Physical therapist, personal trainers stress the importance of good form during workouts
At some point in their four years at college, most students have probably promised themselves something along the lines of “I’m going to go to the gym at least five days a week from now on.”
It’s an admirable intention that serves as a great way to counteract the notorious “freshman 15.” However, proper workout form is not always practiced correctly.
“We have several students that come in on a routine basis, some that use [the Activities and Recreation Center (ARC)] sparingly and some that never use the facility,” said Tyler Scudero, coordinator for informal recreation for UC Davis’ Campus Recreation and Union (CRU). “Our goal with the ARC is to provide an atmosphere where students, staff, faculty, alumni and the surrounding Davis community can receive a workout.”
Although the ARC is open to undergraduate and graduate students most hours of the week during the academic school year, there are still many who are not interested in making use of this campus resource.
Yvonne Lo, second-year atmospheric science graduate student, said that while she would like to work out in the weight-room, she does not feel comfortable around the “serious lifters” who usually occupy this space.
“It’s intimidating because there [are] so many people,” Lo said. “Because I need help with my form, I have to have someone there with me.”
Bad form in fitness training is widely prevalent in gyms, and college students are especially prone to this, mostly due to their hectic schedules that allow no time for practice.
In light of this, quick workouts would be ideal. However, this can lead to improper lifting and overworking certain parts of the body. This has detrimental physical effects, including lifelong injuries if handled incorrectly.

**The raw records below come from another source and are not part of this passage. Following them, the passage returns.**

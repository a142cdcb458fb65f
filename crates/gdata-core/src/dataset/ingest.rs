use super::Dataset;
use super::error::DatasetError;
use super::progress::{Progress, ProgressReporter};
use crate::core::io::log::{LogFile, LogOptions};
use crate::core::io::traits::MoleculeFile;
use crate::core::io::xyz::{XyzFile, XyzOptions};
use crate::core::io::zmat::ZmatFile;
use crate::core::models::series::Series;
use serde::Serialize;
use std::fs;
use std::path::{Path, PathBuf};
use tracing::{debug, info, instrument, warn};

/// Why a file of a batch was skipped.
#[derive(Debug, Clone, Copy, PartialEq, Eq, Serialize)]
#[serde(rename_all = "lowercase")]
pub enum FailureReason {
    /// The file could not be opened, read or written.
    Io,
    /// A log file without a normal-termination marker.
    Validation,
    /// Malformed content, an unknown element, too many atoms, or a record the dataset
    /// rejected.
    Content,
}

impl FailureReason {
    fn of(error: &DatasetError) -> Self {
        match error {
            DatasetError::Io { .. } => Self::Io,
            e if e.is_abnormal_termination() => Self::Validation,
            _ => Self::Content,
        }
    }
}

#[derive(Debug, Clone, PartialEq, Eq)]
pub struct BatchFailure {
    pub path: PathBuf,
    pub reason: FailureReason,
    pub detail: String,
}

impl BatchFailure {
    fn new(path: PathBuf, error: &DatasetError) -> Self {
        Self {
            path,
            reason: FailureReason::of(error),
            detail: error.to_string(),
        }
    }
}

/// Outcome of a directory batch. Failed files are recorded here instead of aborting.
#[derive(Debug, Clone, Default, PartialEq, Eq)]
pub struct BatchReport {
    pub succeeded: usize,
    pub failures: Vec<BatchFailure>,
}

#[derive(Serialize)]
struct FailureRow<'a> {
    path: String,
    reason: FailureReason,
    detail: &'a str,
}

impl BatchReport {
    pub fn failed(&self) -> usize {
        self.failures.len()
    }

    pub fn is_complete(&self) -> bool {
        self.failures.is_empty()
    }

    /// Writes the failures as CSV with a `path,reason,detail` header.
    pub fn write_csv(&self, path: &Path) -> Result<(), DatasetError> {
        let to_io = |e: csv::Error| DatasetError::io(path, e.into());
        let mut writer = csv::WriterBuilder::new()
            .has_headers(false)
            .from_path(path)
            .map_err(to_io)?;
        writer
            .write_record(["path", "reason", "detail"])
            .map_err(to_io)?;
        for failure in &self.failures {
            writer
                .serialize(FailureRow {
                    path: failure.path.display().to_string(),
                    reason: failure.reason,
                    detail: &failure.detail,
                })
                .map_err(to_io)?;
        }
        writer.flush().map_err(|e| DatasetError::io(path, e))
    }
}

impl Dataset {
    /// Reads one Gaussian log file and appends it, named after the file stem.
    ///
    /// # Arguments
    ///
    /// * `path` - The log file to read.
    /// * `validation` - Reject a file whose last line is not the normal-termination
    ///   marker.
    ///
    /// # Errors
    ///
    /// Returns [`DatasetError::MalformedLog`] when validation fails or the content
    /// does not parse, an I/O, unknown-element or atom-count error when the file
    /// cannot be read, and any [`Dataset::add_data`] error. The dataset is unchanged
    /// on failure.
    pub fn read_log_file<P: AsRef<Path>>(
        &mut self,
        path: P,
        validation: bool,
    ) -> Result<(), DatasetError> {
        let options = self.log_options(validation);
        self.read_file::<LogFile>(path.as_ref(), &options, DatasetError::from_log)
    }

    pub fn read_zmat_file<P: AsRef<Path>>(&mut self, path: P) -> Result<(), DatasetError> {
        self.read_file::<ZmatFile>(path.as_ref(), &(), DatasetError::from_zmat)
    }

    pub fn read_xyz_file<P: AsRef<Path>>(&mut self, path: P, header: bool) -> Result<(), DatasetError> {
        self.read_file::<XyzFile>(path.as_ref(), &XyzOptions { header }, DatasetError::from_xyz)
    }

    /// Reads every regular file of `dir` in file-name order.
    ///
    /// Files that fail are skipped and recorded in the returned report; abnormal
    /// terminations are recorded as [`FailureReason::Validation`].
    ///
    /// # Errors
    ///
    /// Only fails if the directory itself cannot be listed.
    pub fn read_log_dir<P: AsRef<Path>>(
        &mut self,
        dir: P,
        validation: bool,
    ) -> Result<BatchReport, DatasetError> {
        self.read_log_dir_with_progress(dir, validation, &ProgressReporter::new())
    }

    pub fn read_log_dir_with_progress<P: AsRef<Path>>(
        &mut self,
        dir: P,
        validation: bool,
        reporter: &ProgressReporter,
    ) -> Result<BatchReport, DatasetError> {
        let options = self.log_options(validation);
        self.read_dir::<LogFile>(dir.as_ref(), &options, DatasetError::from_log, reporter)
    }

    pub fn read_zmat_dir<P: AsRef<Path>>(&mut self, dir: P) -> Result<BatchReport, DatasetError> {
        self.read_zmat_dir_with_progress(dir, &ProgressReporter::new())
    }

    pub fn read_zmat_dir_with_progress<P: AsRef<Path>>(
        &mut self,
        dir: P,
        reporter: &ProgressReporter,
    ) -> Result<BatchReport, DatasetError> {
        self.read_dir::<ZmatFile>(dir.as_ref(), &(), DatasetError::from_zmat, reporter)
    }

    pub fn read_xyz_dir<P: AsRef<Path>>(
        &mut self,
        dir: P,
        header: bool,
    ) -> Result<BatchReport, DatasetError> {
        self.read_xyz_dir_with_progress(dir, header, &ProgressReporter::new())
    }

    pub fn read_xyz_dir_with_progress<P: AsRef<Path>>(
        &mut self,
        dir: P,
        header: bool,
        reporter: &ProgressReporter,
    ) -> Result<BatchReport, DatasetError> {
        self.read_dir::<XyzFile>(
            dir.as_ref(),
            &XyzOptions { header },
            DatasetError::from_xyz,
            reporter,
        )
    }

    /// Writes one xyz file per molecule into `dir`, named `<name>.xyz` or
    /// `molecule_<index>.xyz` when names are not tracked.
    ///
    /// # Errors
    ///
    /// Fails with [`DatasetError::EmptySeries`] without structures, or if `dir` cannot
    /// be created. Failures of individual files are recorded in the report.
    pub fn convert_to_xyz<P: AsRef<Path>>(
        &self,
        dir: P,
        header: bool,
    ) -> Result<BatchReport, DatasetError> {
        let dir = dir.as_ref();
        if self.structures.is_empty() {
            return Err(DatasetError::EmptySeries(Series::Structures));
        }
        fs::create_dir_all(dir).map_err(|e| DatasetError::io(dir, e))?;

        let mut report = BatchReport::default();
        for i in 0..self.structures.len() {
            let name = self
                .names
                .get(i)
                .cloned()
                .unwrap_or_else(|| format!("molecule_{}", i));
            let path = dir.join(format!("{}.xyz", file_safe(&name)));
            match XyzFile::write_to_path(&self.structures.matrix(i), &name, header, &path) {
                Ok(()) => report.succeeded += 1,
                Err(e) => {
                    let error = DatasetError::from_xyz(&path, e);
                    warn!(path = %path.display(), "Failed to write xyz file: {}", error);
                    report.failures.push(BatchFailure::new(path, &error));
                }
            }
        }
        info!(
            written = report.succeeded,
            failed = report.failed(),
            "Exported structures to xyz"
        );
        Ok(report)
    }

    fn log_options(&self, validation: bool) -> LogOptions {
        LogOptions {
            charge_type: self.charge_type,
            validation,
        }
    }

    fn read_file<F: MoleculeFile>(
        &mut self,
        path: &Path,
        options: &F::Options,
        lift: fn(&Path, F::Error) -> DatasetError,
    ) -> Result<(), DatasetError> {
        let mut record =
            F::read_from_path(path, self.max_atom, options).map_err(|e| lift(path, e))?;
        if self.is_empty() || self.is_tracked(Series::Names) {
            record.name = Some(molecule_name(path));
        }
        self.add_data(record)
    }

    #[instrument(skip_all, fields(dir = %dir.display()))]
    fn read_dir<F: MoleculeFile>(
        &mut self,
        dir: &Path,
        options: &F::Options,
        lift: fn(&Path, F::Error) -> DatasetError,
        reporter: &ProgressReporter,
    ) -> Result<BatchReport, DatasetError> {
        let files = list_files(dir)?;
        info!(files = files.len(), "Reading directory");

        reporter.report(Progress::PhaseStart {
            name: "Reading files",
        });
        reporter.report(Progress::TaskStart {
            total_steps: files.len() as u64,
        });

        let mut report = BatchReport::default();
        for path in files {
            match self.read_file::<F>(&path, options, lift) {
                Ok(()) => {
                    debug!(path = %path.display(), "Read file");
                    report.succeeded += 1;
                }
                Err(error) => {
                    warn!(path = %path.display(), "Skipping file: {}", error);
                    let failure = BatchFailure::new(path, &error);
                    if !reporter.is_silent() {
                        reporter.report(Progress::FileSkipped {
                            path: failure.path.clone(),
                            detail: failure.detail.clone(),
                        });
                    }
                    report.failures.push(failure);
                }
            }
            reporter.report(Progress::TaskIncrement);
        }

        reporter.report(Progress::TaskFinish);
        reporter.report(Progress::PhaseFinish);
        info!(
            read = report.succeeded,
            failed = report.failed(),
            "Finished reading directory"
        );
        Ok(report)
    }
}

/// Regular files of `dir`, sorted by file name.
fn list_files(dir: &Path) -> Result<Vec<PathBuf>, DatasetError> {
    let entries = fs::read_dir(dir).map_err(|e| DatasetError::io(dir, e))?;
    let mut files = Vec::new();
    for entry in entries {
        let path = entry.map_err(|e| DatasetError::io(dir, e))?.path();
        if path.is_file() {
            files.push(path);
        }
    }
    files.sort_by(|a, b| a.file_name().cmp(&b.file_name()));
    Ok(files)
}

fn molecule_name(path: &Path) -> String {
    path.file_stem()
        .map(|s| s.to_string_lossy().into_owned())
        .unwrap_or_else(|| path.display().to_string())
}

fn file_safe(name: &str) -> String {
    name.chars()
        .map(|c| if c == '/' || c == '\\' { '_' } else { c })
        .collect()
}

“I see people doing bicep curls, but using their back and the rest of their arms too much,” said Scott Nelson, a fourth-year atmospheric science major. “Also deadlifts and planks — a lot of people arch too much and end up putting all the pressure on their back.”
Austin Hendrickson, fourth-year exercise biology major and personal trainer at the ARC, agreed with Nelson’s observations and said he observes form mistakes frequently at the ARC.

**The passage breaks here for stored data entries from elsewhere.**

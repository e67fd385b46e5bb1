use std::collections::VecDeque;
use tracing::trace;

/// 固定容量的先进先出缓冲区，容量满后新元素会挤出最早的元素。
#[derive(Debug)]
pub(crate) struct BoundedWindow<T> {
    buf: VecDeque<T>,
    cap: usize,
}

impl<T> BoundedWindow<T> {
    pub(crate) fn new(cap: usize) -> BoundedWindow<T> {
        // 容量可能来自很大的参数，只按需扩容
        BoundedWindow { buf: VecDeque::with_capacity(cap.min(1024)), cap }
    }

    /// 压入新元素，返回被挤出的元素。容量为0时新元素直接被挤出。
    pub(crate) fn push(&mut self, item: T) -> Option<T> {
        if self.cap == 0 {
            return Some(item);
        }
        let evicted = if self.buf.len() >= self.cap { self.buf.pop_front() } else { None };
        self.buf.push_back(item);
        evicted
    }

    pub(crate) fn pop_front(&mut self) -> Option<T> {
        self.buf.pop_front()
    }

    pub(crate) fn len(&self) -> usize {
        self.buf.len()
    }
}

/// 仅保留最后N个元素。首次拉取时耗尽上游，之后按原顺序输出缓冲区内容。
pub(crate) struct TakeLast<I: Iterator> {
    source: Option<I>,
    window: BoundedWindow<I::Item>,
}

impl<I: Iterator> TakeLast<I> {
    pub(crate) fn new(source: I, count: usize) -> TakeLast<I> {
        TakeLast { source: Some(source), window: BoundedWindow::new(count) }
    }
}

impl<I: Iterator> Iterator for TakeLast<I> {
    type Item = I::Item;

    fn next(&mut self) -> Option<Self::Item> {
        if let Some(source) = self.source.take() {
            let mut total = 0usize;
            for item in source {
                total += 1;
                self.window.push(item);
            }
            trace!(total, kept = self.window.len(), "take_last drained source");
        }
        self.window.pop_front()
    }
}

/// 丢弃最后N个元素。缓冲区满后，每个新元素挤出的最早元素被输出。
pub(crate) struct DropLast<I: Iterator> {
    source: I,
    window: BoundedWindow<I::Item>,
}

impl<I: Iterator> DropLast<I> {
    pub(crate) fn new(source: I, count: usize) -> DropLast<I> {
        DropLast { source, window: BoundedWindow::new(count) }
    }
}

impl<I: Iterator> Iterator for DropLast<I> {
    type Item = I::Item;

    fn next(&mut self) -> Option<Self::Item> {
        loop {
            let item = self.source.next()?;
            if let Some(evicted) = self.window.push(item) {
                return Some(evicted);
            }
        }
    }
}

“The biggest [mistakes] come from misuse of squat racks — so front squats, back squats and deadlifts,” Hendrickson said. “They are easiest to injure yourself because they involve full body awareness and control.”
According to Susan Koo, physical therapist at Sutter Physical Therapy in Woodland, the most common weight lifting injury that she has encountered is lower back pain from faulty deadlift forms. If it goes unnoticed, the back pain may lead to herniated disks, which can require surgery.
“It’s important to engage your core to stabilize and maintain a neutral spine position when deadlifting,” Koo said. “Make sure to fold at the hips and not the lower back, keep the knees behind the toes, push through the heels and engage the glutes for the lift, and stop at the top with a glute squeeze to straighten the hips without hyperextending the lower back.”
Koo also said that it is important to make sure to continue performing the motion correctly when increasing weights, as many beginners tend to rush through lighter weights, increasing the risk of injury.
“One might have to start the deadlift exercise with lighter weights supported on a small step on either side so the bar is higher and you don’t have to bend as low if your hips are stiff,” Koo said. “But it’s important to train within your ability and range where you can still perform the motion with good form.”
One way students can ensure they learn proper form is by scheduling appointments with the ARC’s personal trainers. The ARC currently has six personal trainers who are certified by the American Council on Fitness and serve Davis students and community members with regards to their workout goals.
Hendrickson, who is also the captain of the men’s rowing club team at UC Davis, stressed that form is a subject matter that should be important to everyone, not just athletes.
“I always recommend to everyone to research the exercises they want to start doing,” Hendrickson said. “There is an overwhelming amount of information out there that is so easily accessible.”
According to Sports Clubs Coordinator Mike Dominguez, the ARC will soon be undergoing renovation which he hopes will promote confidence in students’ workout habits.
“The ARC will be putting more, smaller circuit areas for people so they don’t feel the intimidation of going into this big room with everybody else,” Dominguez said. “It’s so that they can go into a few pockets at the ARC where there’s only ten people, do their workout, and feel more secure because they won’t have to worry about so many people looking at them if they do something silly.”
Dominguez is interested in integrating the ARC’s personal trainers into group exercise classes to ensure students get more direct attention, and to avoid fitness mistakes that could lead to lifelong injuries.
“The best way to learn good technique is working one-on-one with a physical therapist or a certified strength and conditioning trainer,” Koo said. “They can demonstrate and provide the cues needed to perform the exercise safely and correctly.”